Your assignment:
Nothing should appear in the answer except the lines from the one containing "form.fields" through the end of the records below, written out exactly.

+---+

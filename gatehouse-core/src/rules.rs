//! Evaluation of dynamic field rules against a submission.
//!
//! A rule that holds applies each action as written. A rule that does not
//! hold applies the negation of each action's flags, so a rule granting
//! `visible: true` hides its target while its conditions are unmet.

use std::collections::BTreeMap;

use serde::{Deserialize, Serialize};
use serde_json::Value;

use crate::form::{
    Condition, DynamicFieldRule, FormDefinition, Logical, Operator, RuleAction, Submission,
};

/// Render state of one field after rule evaluation.
#[derive(Debug, Clone, Copy, PartialEq, Eq, Serialize, Deserialize)]
pub struct FieldState {
    pub visible: bool,
    pub required: bool,
}

impl RuleAction {
    /// State this action assigns when its rule evaluated to `satisfied`.
    #[must_use]
    pub fn state(&self, satisfied: bool) -> FieldState {
        if satisfied {
            FieldState {
                visible: self.visible,
                required: self.required,
            }
        } else {
            FieldState {
                visible: !self.visible,
                required: !self.required,
            }
        }
    }
}

impl Condition {
    /// Tests the submitted value of `field_name`.
    ///
    /// Array submissions (multi-pickers) satisfy `EQUALS` and `IN` when any
    /// element does.
    #[must_use]
    pub fn holds(&self, submission: &Submission) -> bool {
        let submitted = submission.get(&self.field_name);
        let equals = |item: &Value| item == &self.value;
        match self.operator {
            Operator::Equals => submitted.is_some_and(|v| matches_any(v, equals)),
            Operator::NotEquals => !submitted.is_some_and(|v| matches_any(v, equals)),
            Operator::NotEmpty => !is_empty(submitted),
            Operator::Empty => is_empty(submitted),
            Operator::In => {
                let Value::Array(allowed) = &self.value else {
                    return false;
                };
                let member = |item: &Value| allowed.contains(item);
                submitted.is_some_and(|v| matches_any(v, member))
            }
        }
    }
}

impl DynamicFieldRule {
    /// Combines the condition results with the rule's combinator.
    ///
    /// An `AND` rule without conditions holds; an `OR` rule without
    /// conditions does not.
    #[must_use]
    pub fn is_satisfied(&self, submission: &Submission) -> bool {
        match self.logical {
            Logical::And => self.conditions.iter().all(|c| c.holds(submission)),
            Logical::Or => self.conditions.iter().any(|c| c.holds(submission)),
        }
    }
}

fn matches_any(value: &Value, pred: impl Fn(&Value) -> bool) -> bool {
    match value {
        Value::Array(items) => items.iter().any(pred),
        scalar => pred(scalar),
    }
}

fn is_empty(value: Option<&Value>) -> bool {
    match value {
        None | Some(Value::Null) => true,
        Some(Value::String(s)) => s.is_empty(),
        Some(Value::Array(a)) => a.is_empty(),
        Some(Value::Object(o)) => o.is_empty(),
        Some(Value::Bool(_) | Value::Number(_)) => false,
    }
}

/// Computes every field's state for `submission`.
///
/// Starts from each field's declared `visible`/`required` and applies the
/// rules in declaration order; when two rules target the same field the
/// later one wins.
#[must_use]
pub fn evaluate(form: &FormDefinition, submission: &Submission) -> BTreeMap<String, FieldState> {
    let mut states: BTreeMap<String, FieldState> = form
        .fields
        .iter()
        .map(|f| {
            let declared = FieldState {
                visible: f.visible,
                required: f.required,
            };
            (f.name.clone(), declared)
        })
        .collect();

    for rule in &form.dynamic_field_rules {
        let satisfied = rule.is_satisfied(submission);
        for action in &rule.actions {
            states.insert(action.field_name.clone(), action.state(satisfied));
        }
    }
    states
}

/// Names of fields that are visible and required but have no value.
///
/// Diagnostic only: the gateways never reject a submission on this basis.
#[must_use]
pub fn missing_required(form: &FormDefinition, submission: &Submission) -> Vec<String> {
    let states = evaluate(form, submission);
    form.fields
        .iter()
        .filter(|f| states.get(&f.name).is_some_and(|s| s.visible && s.required))
        .filter(|f| is_empty(submission.get(&f.name)))
        .map(|f| f.name.clone())
        .collect()
}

+---+

Answer section:
    form.fields
        .iter()
        .filter(|f| states.get(&f.name).is_some_and(|s| s.visible && s.required))
        .filter(|f| is_empty(submission.get(&f.name)))
        .map(|f| f.name.clone())
        .collect()
}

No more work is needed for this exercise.